### [Required work]
Filter the entries for the word "that". Copy each line in which it occurs.
------ Listed entries
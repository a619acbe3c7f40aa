//! Ledger Types
//!
//! Accounts, positions, trade records and stop-loss rules for the paper
//! trading ledger. All money is carried as `Decimal`.

use rust_decimal::Decimal;
use serde::{Deserialize, Serialize};
use std::collections::BTreeMap;
use std::str::FromStr;
use thiserror::Error;

/// Scale used when a partial sale removes cost from a position.
pub const COST_SCALE: u32 = 8;

/// Error returned when a stored enum value cannot be parsed.
#[derive(Debug, Clone, PartialEq, Eq, Error)]
#[error("unknown {kind} value: {value}")]
pub struct ParseEnumError {
    pub kind: &'static str,
    pub value: String,
}

/// Normalize a ticker symbol (trimmed, upper-case).
pub fn normalize_symbol(symbol: &str) -> String {
    symbol.trim().to_uppercase()
}

// =============================================================================
// Enums
// =============================================================================

/// Trade side (buy or sell).
#[derive(Debug, Clone, Copy, PartialEq, Eq, Hash, Serialize, Deserialize)]
#[serde(rename_all = "snake_case")]
pub enum TradeSide {
    Buy,
    Sell,
}

impl std::fmt::Display for TradeSide {
    fn fmt(&self, f: &mut std::fmt::Formatter<'_>) -> std::fmt::Result {
        match self {
            TradeSide::Buy => write!(f, "buy"),
            TradeSide::Sell => write!(f, "sell"),
        }
    }
}

impl FromStr for TradeSide {
    type Err = ParseEnumError;

    fn from_str(s: &str) -> Result<Self, Self::Err> {
        match s {
            "buy" => Ok(TradeSide::Buy),
            "sell" => Ok(TradeSide::Sell),
            other => Err(ParseEnumError {
                kind: "trade side",
                value: other.to_string(),
            }),
        }
    }
}

/// What caused a trade to execute.
#[derive(Debug, Clone, Copy, PartialEq, Eq, Serialize, Deserialize)]
#[serde(rename_all = "snake_case")]
pub enum OrderKind {
    /// User-initiated order at the supplied price
    Market,
    /// Sell generated by a triggered stop-loss rule
    StopLoss,
}

impl std::fmt::Display for OrderKind {
    fn fmt(&self, f: &mut std::fmt::Formatter<'_>) -> std::fmt::Result {
        match self {
            OrderKind::Market => write!(f, "market"),
            OrderKind::StopLoss => write!(f, "stop_loss"),
        }
    }
}

impl FromStr for OrderKind {
    type Err = ParseEnumError;

    fn from_str(s: &str) -> Result<Self, Self::Err> {
        match s {
            "market" => Ok(OrderKind::Market),
            "stop_loss" => Ok(OrderKind::StopLoss),
            other => Err(ParseEnumError {
                kind: "order kind",
                value: other.to_string(),
            }),
        }
    }
}

/// Stop-loss rule status.
#[derive(Debug, Clone, Copy, PartialEq, Eq, Serialize, Deserialize)]
#[serde(rename_all = "snake_case")]
pub enum StopLossStatus {
    /// Waiting for the price to reach the trigger
    Active,
    /// Fired and converted into a sell trade
    Triggered,
    /// Cancelled by the account owner
    Cancelled,
    /// Reached its trigger with no shares left to sell
    Expired,
}

impl std::fmt::Display for StopLossStatus {
    fn fmt(&self, f: &mut std::fmt::Formatter<'_>) -> std::fmt::Result {
        match self {
            StopLossStatus::Active => write!(f, "active"),
            StopLossStatus::Triggered => write!(f, "triggered"),
            StopLossStatus::Cancelled => write!(f, "cancelled"),
            StopLossStatus::Expired => write!(f, "expired"),
        }
    }
}

impl FromStr for StopLossStatus {
    type Err = ParseEnumError;

    fn from_str(s: &str) -> Result<Self, Self::Err> {
        match s {
            "active" => Ok(StopLossStatus::Active),
            "triggered" => Ok(StopLossStatus::Triggered),
            "cancelled" => Ok(StopLossStatus::Cancelled),
            "expired" => Ok(StopLossStatus::Expired),
            other => Err(ParseEnumError {
                kind: "stop-loss status",
                value: other.to_string(),
            }),
        }
    }
}

// =============================================================================
// Account & Position
// =============================================================================

/// A user's virtual trading account.
#[derive(Debug, Clone, PartialEq, Serialize, Deserialize)]
#[serde(rename_all = "camelCase")]
pub struct Account {
    /// Opaque account ID supplied by the identity layer
    pub id: String,
    /// Capital the account was opened with
    pub starting_balance: Decimal,
    /// Current uninvested cash
    pub cash_balance: Decimal,
    /// When the account was created (ms)
    pub created_at: i64,
}

impl Account {
    /// Open an account with the given starting cash.
    pub fn new(id: String, starting_balance: Decimal) -> Self {
        Self {
            id,
            starting_balance,
            cash_balance: starting_balance,
            created_at: chrono::Utc::now().timestamp_millis(),
        }
    }
}

/// Shares of one symbol held by an account.
#[derive(Debug, Clone, PartialEq, Serialize, Deserialize)]
#[serde(rename_all = "camelCase")]
pub struct Position {
    pub symbol: String,
    /// Shares held, never negative
    pub quantity: i64,
    /// Total cost of the shares still held
    pub cost_basis: Decimal,
    /// First buy that opened this position (ms)
    pub opened_at: i64,
    /// Last trade that touched this position (ms)
    pub updated_at: i64,
}

impl Position {
    /// Weighted average purchase price of the shares held.
    pub fn average_cost(&self) -> Decimal {
        if self.quantity > 0 {
            (self.cost_basis / Decimal::from(self.quantity)).round_dp(COST_SCALE)
        } else {
            Decimal::ZERO
        }
    }

    /// Value of the position at the given price. `None` on overflow.
    pub fn market_value(&self, price: Decimal) -> Option<Decimal> {
        Decimal::from(self.quantity).checked_mul(price)
    }

    /// Gain or loss if the position were sold at the given price.
    pub fn unrealized_pnl(&self, price: Decimal) -> Option<Decimal> {
        self.market_value(price)?.checked_sub(self.cost_basis)
    }

    pub fn is_empty(&self) -> bool {
        self.quantity == 0
    }
}

// =============================================================================
// Trade & Stop-Loss
// =============================================================================

/// Immutable record of an executed buy or sell.
#[derive(Debug, Clone, PartialEq, Serialize, Deserialize)]
#[serde(rename_all = "camelCase")]
pub struct Trade {
    /// Unique trade ID
    pub id: String,
    /// Account this trade belongs to
    pub account_id: String,
    /// Per-account sequence number, starting at 1
    pub seq: u64,
    pub symbol: String,
    pub side: TradeSide,
    pub kind: OrderKind,
    pub quantity: i64,
    /// Execution price per share
    pub price: Decimal,
    /// Change in cash caused by this trade (negative for buys)
    pub cash_delta: Decimal,
    /// Realized gain/loss; zero for buys
    pub realized_pnl: Decimal,
    /// Stop-loss rule that produced this trade
    #[serde(skip_serializing_if = "Option::is_none")]
    pub stop_loss_id: Option<String>,
    /// When the trade was executed (ms)
    pub executed_at: i64,
}

impl Trade {
    /// Gross value of the trade (quantity × price).
    pub fn notional(&self) -> Decimal {
        Decimal::from(self.quantity) * self.price
    }
}

/// Standing instruction to sell once the price falls to a threshold.
#[derive(Debug, Clone, PartialEq, Serialize, Deserialize)]
#[serde(rename_all = "camelCase")]
pub struct StopLossRule {
    pub id: String,
    pub account_id: String,
    pub symbol: String,
    /// Sell when the price is at or below this level
    pub trigger_price: Decimal,
    /// Shares to sell, capped at the held quantity when fired
    pub quantity: i64,
    pub status: StopLossStatus,
    pub created_at: i64,
    #[serde(skip_serializing_if = "Option::is_none")]
    pub triggered_at: Option<i64>,
    #[serde(skip_serializing_if = "Option::is_none")]
    pub triggered_trade_id: Option<String>,
}

impl StopLossRule {
    /// Create an active rule.
    pub fn new(account_id: String, symbol: String, trigger_price: Decimal, quantity: i64) -> Self {
        Self {
            id: uuid::Uuid::new_v4().to_string(),
            account_id,
            symbol,
            trigger_price,
            quantity,
            status: StopLossStatus::Active,
            created_at: chrono::Utc::now().timestamp_millis(),
            triggered_at: None,
            triggered_trade_id: None,
        }
    }

    pub fn is_active(&self) -> bool {
        self.status == StopLossStatus::Active
    }

    /// Whether this rule fires at the given price.
    pub fn should_trigger(&self, price: Decimal) -> bool {
        self.is_active() && price <= self.trigger_price
    }
}

// =============================================================================
// Ledger State
// =============================================================================

/// Everything the ledger knows about one account. This is the unit the
/// repository loads and saves.
#[derive(Debug, Clone, PartialEq, Serialize, Deserialize)]
#[serde(rename_all = "camelCase")]
pub struct LedgerState {
    pub account: Account,
    /// Open positions keyed by symbol
    pub positions: BTreeMap<String, Position>,
    /// Append-only trade log in execution order
    pub trades: Vec<Trade>,
    pub stop_losses: Vec<StopLossRule>,
}

impl LedgerState {
    /// Fresh state for a newly opened account.
    pub fn new(account: Account) -> Self {
        Self {
            account,
            positions: BTreeMap::new(),
            trades: Vec::new(),
            stop_losses: Vec::new(),
        }
    }

    pub fn position(&self, symbol: &str) -> Option<&Position> {
        self.positions.get(symbol)
    }

    /// Shares held of a symbol (0 when no position).
    pub fn held_quantity(&self, symbol: &str) -> i64 {
        self.positions.get(symbol).map(|p| p.quantity).unwrap_or(0)
    }

    /// Sum of cost basis across all open positions.
    pub fn invested(&self) -> Decimal {
        self.positions.values().map(|p| p.cost_basis).sum()
    }

    /// Sum of realized gains and losses in the trade log.
    pub fn realized_pnl(&self) -> Decimal {
        self.trades.iter().map(|t| t.realized_pnl).sum()
    }

    pub fn last_trade(&self) -> Option<&Trade> {
        self.trades.last()
    }

    pub fn active_stop_losses(&self) -> impl Iterator<Item = &StopLossRule> {
        self.stop_losses.iter().filter(|r| r.is_active())
    }
}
------------
### [Reply to the task]
    /// First buy that opened this position (ms)
    /// Last trade that touched this position (ms)
    /// Stop-loss rule that produced this trade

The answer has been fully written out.